- AVAILABLE DATA
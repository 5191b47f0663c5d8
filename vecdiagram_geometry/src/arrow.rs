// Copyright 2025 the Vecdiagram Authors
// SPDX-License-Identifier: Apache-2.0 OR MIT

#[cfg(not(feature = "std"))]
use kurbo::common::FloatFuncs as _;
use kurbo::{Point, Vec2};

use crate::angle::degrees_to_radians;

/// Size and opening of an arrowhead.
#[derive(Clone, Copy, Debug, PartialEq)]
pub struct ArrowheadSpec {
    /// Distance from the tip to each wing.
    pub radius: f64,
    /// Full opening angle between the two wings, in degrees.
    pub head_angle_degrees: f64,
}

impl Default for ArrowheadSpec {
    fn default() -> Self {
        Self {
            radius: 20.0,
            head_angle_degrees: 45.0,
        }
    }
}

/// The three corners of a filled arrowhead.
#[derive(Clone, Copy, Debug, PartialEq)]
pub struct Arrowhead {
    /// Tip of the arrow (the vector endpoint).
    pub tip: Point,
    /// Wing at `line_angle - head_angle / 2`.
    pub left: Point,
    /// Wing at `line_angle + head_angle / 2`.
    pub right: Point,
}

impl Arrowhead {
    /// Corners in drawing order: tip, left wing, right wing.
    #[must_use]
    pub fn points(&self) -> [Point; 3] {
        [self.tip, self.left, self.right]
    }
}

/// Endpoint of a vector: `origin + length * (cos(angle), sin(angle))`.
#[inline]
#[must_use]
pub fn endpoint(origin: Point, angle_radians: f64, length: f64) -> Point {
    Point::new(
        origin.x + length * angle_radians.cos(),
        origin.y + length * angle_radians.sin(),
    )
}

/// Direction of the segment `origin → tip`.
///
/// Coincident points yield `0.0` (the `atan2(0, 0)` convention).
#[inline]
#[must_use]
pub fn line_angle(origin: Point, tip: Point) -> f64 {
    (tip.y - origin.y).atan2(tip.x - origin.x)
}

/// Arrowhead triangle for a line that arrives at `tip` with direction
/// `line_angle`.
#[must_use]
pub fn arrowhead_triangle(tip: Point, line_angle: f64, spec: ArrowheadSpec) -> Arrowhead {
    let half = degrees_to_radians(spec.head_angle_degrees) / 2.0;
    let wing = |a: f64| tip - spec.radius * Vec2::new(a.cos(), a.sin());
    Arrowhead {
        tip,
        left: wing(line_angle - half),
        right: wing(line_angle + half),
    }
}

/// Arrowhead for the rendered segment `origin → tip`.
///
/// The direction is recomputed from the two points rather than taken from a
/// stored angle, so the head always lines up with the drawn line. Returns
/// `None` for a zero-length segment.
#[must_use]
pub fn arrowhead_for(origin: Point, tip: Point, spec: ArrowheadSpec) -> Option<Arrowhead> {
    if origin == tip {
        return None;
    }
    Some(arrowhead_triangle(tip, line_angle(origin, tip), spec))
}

* * *

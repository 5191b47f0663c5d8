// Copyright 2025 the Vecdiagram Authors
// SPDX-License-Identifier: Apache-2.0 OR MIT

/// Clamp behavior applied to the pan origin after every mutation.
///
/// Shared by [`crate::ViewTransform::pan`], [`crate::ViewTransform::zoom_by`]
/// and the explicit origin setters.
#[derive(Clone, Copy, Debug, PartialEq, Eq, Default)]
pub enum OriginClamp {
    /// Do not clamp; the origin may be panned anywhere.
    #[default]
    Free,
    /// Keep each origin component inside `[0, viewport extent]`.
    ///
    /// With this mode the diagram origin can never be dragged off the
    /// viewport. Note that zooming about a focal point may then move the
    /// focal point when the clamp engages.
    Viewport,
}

- WHAT YOU WILL DO
Reproduce each line of the material that mentions "length".

- EXERCISE SOLUTION
/// Endpoint of a vector: `origin + length * (cos(angle), sin(angle))`.
pub fn endpoint(origin: Point, angle_radians: f64, length: f64) -> Point {
        origin.x + length * angle_radians.cos(),
        origin.y + length * angle_radians.sin(),
/// `None` for a zero-length segment.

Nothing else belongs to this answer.